## Exercise instructions
Determine which lines of the records include the word "authorize", and copy them.

## Records
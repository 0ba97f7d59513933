use std::path::PathBuf;

use thiserror::Error;

/// 目录还原相关错误。
#[derive(Debug, Error)]
pub enum MaterializeError {
    #[error("文件路径缺少文件名: {0:?}")]
    EmptyFileName(String),

    #[error("父目录不允许: {0:?}")]
    ParentTraversal(String),

    #[error("创建目录 {path:?} 失败: {source}")]
    CreateDir {
        path: PathBuf,
        #[source]
        source: std::io::Error,
    },
}
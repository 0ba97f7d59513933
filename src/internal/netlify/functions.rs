pub mod authorize;
pub mod list_site_files;

pub use authorize::{authorize, open_browser};
pub use list_site_files::list_site_files;
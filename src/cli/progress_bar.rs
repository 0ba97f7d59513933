use indicatif::{ProgressBar, ProgressStyle};
use site_downloader::progress::{ProgressSnapshot, ProgressWatcher};
use tokio::task::JoinHandle;

const PB_TEMPLATE: &str = "[{bar:30}] {percent}% {msg}";

const PB_CHARS: &str = "█░";

/// 字节数换算为 MB，保留两位小数
pub fn format_mb(bytes: u64) -> String {
    format!("{:.2}", bytes as f64 / 1024.0 / 1024.0)
}

/// 过长的文件名只保留首尾各 10 个字符
pub fn short_file_name(path: &str) -> String {
    let name = path.rsplit('/').next().unwrap_or(path);
    let chars = name.chars().collect::<Vec<_>>();
    if chars.len() <= 20 {
        return name.to_string();
    }
    let head = chars[..10].iter().collect::<String>();
    let tail = chars[chars.len() - 10..].iter().collect::<String>();
    format!("{head}...{tail}")
}

fn message(frame: &ProgressSnapshot) -> String {
    format!(
        "{}/{} files [{}/{} MB]",
        frame.files_settled(),
        frame.files_total,
        format_mb(frame.received),
        format_mb(frame.total),
    )
}

/// 由展示帧驱动的终端进度条
pub struct ProgressDisplay {
    pb: ProgressBar,
    updater: JoinHandle<()>,
}

impl ProgressDisplay {
    pub fn start(mut watcher: ProgressWatcher) -> Self {
        let first = watcher.borrow();
        let pb = ProgressBar::new(first.total);
        if let Ok(style) = ProgressStyle::with_template(PB_TEMPLATE) {
            pb.set_style(style.progress_chars(PB_CHARS));
        }
        pb.set_message(message(&first));

        let bar = pb.clone();
        let updater = tokio::spawn(async move {
            while let Some(frame) = watcher.changed().await {
                bar.set_position(frame.received.min(frame.total));
                bar.set_message(message(&frame));
            }
        });

        Self { pb, updater }
    }

    /// 停止刷新并画出最终状态
    pub fn finish(self, last: ProgressSnapshot) {
        self.updater.abort();
        self.pb.set_position(last.received.min(last.total));
        self.pb.finish_with_message(message(&last));
    }
}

## Answer section
pub mod authorize;
pub use authorize::{authorize, open_browser};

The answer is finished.